◆ Work instructions ◆
Look through the data below and, wherever a line carries the word "CharDisplay", please copy that line.

◆ Input for this task ◆
-----
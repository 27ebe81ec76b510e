/// Optional peripherals and the platform seam that supplies them.
///
/// A [`Platform`] names the concrete HAL types: pins, panel driver and
/// UART. Each associated type exists only when its feature is enabled,
/// so a build without `display` has no display type to name.
use embedded_hal::delay::DelayNs;
#[cfg(any(feature = "led", feature = "display"))]
use embedded_hal::digital::OutputPin;

use crate::board::BoardProfile;
#[cfg(feature = "serial")]
use crate::comm::SerialPort;
#[cfg(feature = "display")]
use crate::display::{CharDisplay, DisplayDriver};
#[cfg(feature = "gps")]
use crate::gps::GpsReceiver;
#[cfg(feature = "led")]
use crate::light::Led;

pub trait Platform {
    type Delay: DelayNs;
    #[cfg(feature = "led")]
    type LightPin: OutputPin;
    #[cfg(feature = "display")]
    type Display: DisplayDriver;
    #[cfg(feature = "display")]
    type DisplayReset: OutputPin;
    #[cfg(feature = "serial")]
    type Uart: embedded_io::Read + embedded_io::Write;
}

/// Raw HAL handles, moved into a board at construction.
pub struct Parts<P: Platform> {
    pub delay: P::Delay,
    #[cfg(feature = "led")]
    pub light_pin: P::LightPin,
    #[cfg(feature = "display")]
    pub display: P::Display,
    /// Drive an unconnected dummy pin when the panel has no reset line.
    #[cfg(feature = "display")]
    pub display_reset: P::DisplayReset,
    #[cfg(feature = "serial")]
    pub uart: P::Uart,
}

/// Peripheral handles owned by a board.
pub struct Peripherals<P: Platform> {
    pub delay: P::Delay,
    #[cfg(feature = "led")]
    pub light: Led<P::LightPin>,
    #[cfg(feature = "display")]
    pub display: CharDisplay<P::Display, P::DisplayReset>,
    #[cfg(feature = "serial")]
    pub serial: SerialPort<P::Uart>,
    #[cfg(feature = "gps")]
    pub gps: GpsReceiver,
}

impl<P: Platform> Peripherals<P> {
    /// Wrap raw parts with the wiring of profile `B`. No pin is touched.
    pub fn new<B: BoardProfile>(parts: Parts<P>) -> Self {
        Self {
            delay: parts.delay,
            #[cfg(feature = "led")]
            light: Led::new(parts.light_pin, B::LIGHT),
            #[cfg(feature = "display")]
            display: CharDisplay::new(parts.display, parts.display_reset, B::DISPLAY),
            #[cfg(feature = "serial")]
            serial: SerialPort::new(parts.uart, B::UART),
            #[cfg(feature = "gps")]
            gps: GpsReceiver::new(),
        }
    }
}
-----
◆ Task solution ◆
use crate::display::{CharDisplay, DisplayDriver};
    pub display: CharDisplay<P::Display, P::DisplayReset>,
            display: CharDisplay::new(parts.display, parts.display_reset, B::DISPLAY),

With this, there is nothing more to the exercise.